Hi everyone. I'm back!
My life has been a disaster these past few months. I've been working full time, got my heart broken again (Aka Emma was played by another guy). I just started school again and I'm drowning in work. So the moral of the story is I had no interest in writing ever again. I didn't plan on making NYTK into something better and potentially something I could publish.
Well long story short, I realized I wanted better things. I left behind the toxic people of 2020, went on a long New Years hike and screamed away my problems at the top of what at the time felt like the top of the world. I am entering 2021 with new intensions of bettering myself for myself. I stopped chasing people that clearly didn't care if they lost me. I started complimenting myself and reviewing the positives in my life.
I was reflecting on what was important to me, and things that made me happy and whole as a person. Writing being one of them.
I prioritize what is important to me, and try to remain kind to myself when things fall apart or don't go as intended.
Stress and many different mental health issues continue to be a struggle but my desire to be better is stronger. Self love is always a struggle but choosing to remove the negativity (People, or inner thoughts) and replace it with positivity has helped me realize a lot.

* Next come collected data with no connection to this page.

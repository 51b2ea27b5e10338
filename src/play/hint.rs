//! Random hint target selection

use rand::{Rng, SeedableRng};
use rand_pcg::Pcg32;

/// Source of uniform values in `[0, 1)`
///
/// Any `FnMut() -> f64` closure is a source, which keeps hint picks
/// reproducible in tests. Wrap a `rand` generator in [`RngSource`] for play.
pub trait UniformSource {
    fn next_unit(&mut self) -> f64;
}

impl<F: FnMut() -> f64> UniformSource for F {
    fn next_unit(&mut self) -> f64 {
        self()
    }
}

/// Adapts any `rand::Rng` into a [`UniformSource`]
#[derive(Debug, Clone)]
pub struct RngSource<R>(pub R);

impl<R: Rng> UniformSource for RngSource<R> {
    fn next_unit(&mut self) -> f64 {
        self.0.random::<f64>()
    }
}

/// Production hint generator
pub type HintRng = RngSource<Pcg32>;

impl HintRng {
    /// Seed from OS entropy
    pub fn from_entropy() -> Self {
        RngSource(Pcg32::from_os_rng())
    }

    /// Fixed seed for reproducible runs
    pub fn seeded(seed: u64) -> Self {
        RngSource(Pcg32::seed_from_u64(seed))
    }
}

/// Pick one id at index `floor(rng * len)`
///
/// Returns `None` for an empty list, or when the source yields a value
/// outside `[0, 1)`.
pub fn pick_hint_target<'a, T, S>(ids: &'a [T], rng: &mut S) -> Option<&'a str>
where
    T: AsRef<str>,
    S: UniformSource + ?Sized,
{
    if ids.is_empty() {
        return None;
    }

    let unit = rng.next_unit();
    if !(0.0..1.0).contains(&unit) {
        log::warn!("Hint source produced {} outside [0, 1), no target picked", unit);
        return None;
    }

    let index = (unit * ids.len() as f64).floor() as usize;
    ids.get(index).map(AsRef::as_ref)
}
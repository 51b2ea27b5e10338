//! Find It - a hidden-object tapping game
//!
//! Core modules:
//! - `catalog`: Read-only level definitions
//! - `play`: Hit testing, hint selection and the per-level session
//! - `progress`: Persistent unlock ledger
//! - `platform`: Storage backends (memory, file, LocalStorage)
//! - `settings`: Audio preferences
//! - `reward`: Simulated rewarded-hint timer
//! - `app`: Render-free controller tying the above together

pub mod app;
pub mod catalog;
pub mod platform;
pub mod play;
pub mod progress;
pub mod reward;
pub mod settings;

pub use app::{App, AppError, HintOutcome, LevelEntry, TapOutcome, View, board_to_normalized};
pub use catalog::{CatalogError, LevelCatalog, LevelDefinition, Target};
pub use play::{GameSession, HintRng, SessionStatus, find_hit_target, pick_hint_target};
pub use progress::{ProgressRecord, ProgressStore};
pub use settings::Settings;

/// Game configuration constants
pub mod consts {
    /// Starting hearts for built-in levels
    pub const DEFAULT_HEARTS: u32 = 3;
    /// Starting hints for built-in levels
    pub const DEFAULT_HINTS: u32 = 1;

    /// Storage key of the progress ledger
    pub const PROGRESS_STORAGE_KEY: &str = "progress_v1";
    /// Storage key of the audio settings
    pub const SETTINGS_STORAGE_KEY: &str = "settings_v1";

    /// Length of the simulated rewarded ad (seconds)
    pub const REWARD_DURATION_SECS: f32 = 2.0;
    /// Hints granted per completed reward
    pub const REWARD_HINTS: u32 = 1;
}

/// Clamp a signed count into `0..=u32::MAX`
#[inline]
pub fn clamp_count(value: i64) -> u32 {
    value.clamp(0, i64::from(u32::MAX)) as u32
}
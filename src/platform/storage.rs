//! Synchronous key-value storage
//!
//! Persistence in this crate only ever needs `get`/`set` of string values.
//! Failures never surface: an unreadable value is absent, and a failed write
//! is logged and dropped.

use std::collections::HashMap;

/// Minimal synchronous storage contract
pub trait KeyValueStore {
    /// Stored value, or `None` if absent or unreadable
    fn get(&self, key: &str) -> Option<String>;
    /// Store `value` under `key`, replacing any previous value
    fn set(&mut self, key: &str, value: &str);
}

impl<T: KeyValueStore + ?Sized> KeyValueStore for &mut T {
    fn get(&self, key: &str) -> Option<String> {
        (**self).get(key)
    }

    fn set(&mut self, key: &str, value: &str) {
        (**self).set(key, value)
    }
}

impl<T: KeyValueStore + ?Sized> KeyValueStore for Box<T> {
    fn get(&self, key: &str) -> Option<String> {
        (**self).get(key)
    }

    fn set(&mut self, key: &str, value: &str) {
        (**self).set(key, value)
    }
}

/// In-memory store, used in tests and as a fallback when nothing persists
#[derive(Debug, Clone, Default, PartialEq)]
pub struct MemoryStore {
    entries: HashMap<String, String>,
}

impl MemoryStore {
    pub fn new() -> Self {
        Self::default()
    }

    pub fn len(&self) -> usize {
        self.entries.len()
    }

    pub fn is_empty(&self) -> bool {
        self.entries.is_empty()
    }
}

impl KeyValueStore for MemoryStore {
    fn get(&self, key: &str) -> Option<String> {
        self.entries.get(key).cloned()
    }

    fn set(&mut self, key: &str, value: &str) {
        self.entries.insert(key.to_string(), value.to_string());
    }
}

#[cfg(not(target_arch = "wasm32"))]
pub use native::FileStore;

#[cfg(not(target_arch = "wasm32"))]
mod native {
    use std::collections::BTreeMap;
    use std::fs;
    use std::path::{Path, PathBuf};

    use super::KeyValueStore;

    /// JSON file holding every key, rewritten in full on each `set`
    #[derive(Debug, Clone)]
    pub struct FileStore {
        path: PathBuf,
        entries: BTreeMap<String, String>,
    }

    impl FileStore {
        /// Open (or lazily create) the store at `path`
        ///
        /// A missing or corrupt file starts empty.
        pub fn open(path: impl Into<PathBuf>) -> Self {
            let path = path.into();
            let entries = match fs::read_to_string(&path) {
                Ok(json) => match serde_json::from_str(&json) {
                    Ok(entries) => {
                        log::info!("Opened store at {}", path.display());
                        entries
                    }
                    Err(err) => {
                        log::warn!("Store at {} is corrupt ({}), starting empty", path.display(), err);
                        BTreeMap::new()
                    }
                },
                Err(_) => {
                    log::info!("No store at {}, starting empty", path.display());
                    BTreeMap::new()
                }
            };
            Self { path, entries }
        }

        pub fn path(&self) -> &Path {
            &self.path
        }

        fn flush(&self) -> std::io::Result<()> {
            if let Some(parent) = self.path.parent() {
                fs::create_dir_all(parent)?;
            }
            let json = serde_json::to_string_pretty(&self.entries)?;
            fs::write(&self.path, json)
        }
    }

    impl KeyValueStore for FileStore {
        fn get(&self, key: &str) -> Option<String> {
            self.entries.get(key).cloned()
        }

        fn set(&mut self, key: &str, value: &str) {
            self.entries.insert(key.to_string(), value.to_string());
            if let Err(err) = self.flush() {
                log::warn!("Failed to write store {}: {}", self.path.display(), err);
            }
        }
    }
}

#[cfg(target_arch = "wasm32")]
pub use web::LocalStore;

#[cfg(target_arch = "wasm32")]
mod web {
    use super::KeyValueStore;

    /// Browser `window.localStorage`
    #[derive(Debug, Clone, Copy, Default)]
    pub struct LocalStore;

    impl LocalStore {
        fn storage() -> Option<web_sys::Storage> {
            web_sys::window()
                .and_then(|w| w.local_storage().ok())
                .flatten()
        }
    }

    impl KeyValueStore for LocalStore {
        fn get(&self, key: &str) -> Option<String> {
            Self::storage().and_then(|s| s.get_item(key).ok().flatten())
        }

        fn set(&mut self, key: &str, value: &str) {
            match Self::storage() {
                Some(storage) => {
                    if storage.set_item(key, value).is_err() {
                        log::warn!("LocalStorage rejected write to {}", key);
                    }
                }
                None => log::warn!("LocalStorage unavailable, {} not saved", key),
            }
        }
    }
}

I want to stat living my life for myself and achieving my goals. I get lost in my thoughts all too often and I find myself drifting in and out of reality a lot, but for the first time in a long time reality and my inner thoughts are ones of peace.
I chose to get lost in the mountains to find myself and deeper meanings of where I want to be in life. I am still unsure and lost, but for once I am okay with being lost, I trust the journey rather than the destination.
My point is let's make this a year of reaching goals, finding the love for our selves we lack, and removing people who no longer wish to be part of the journey.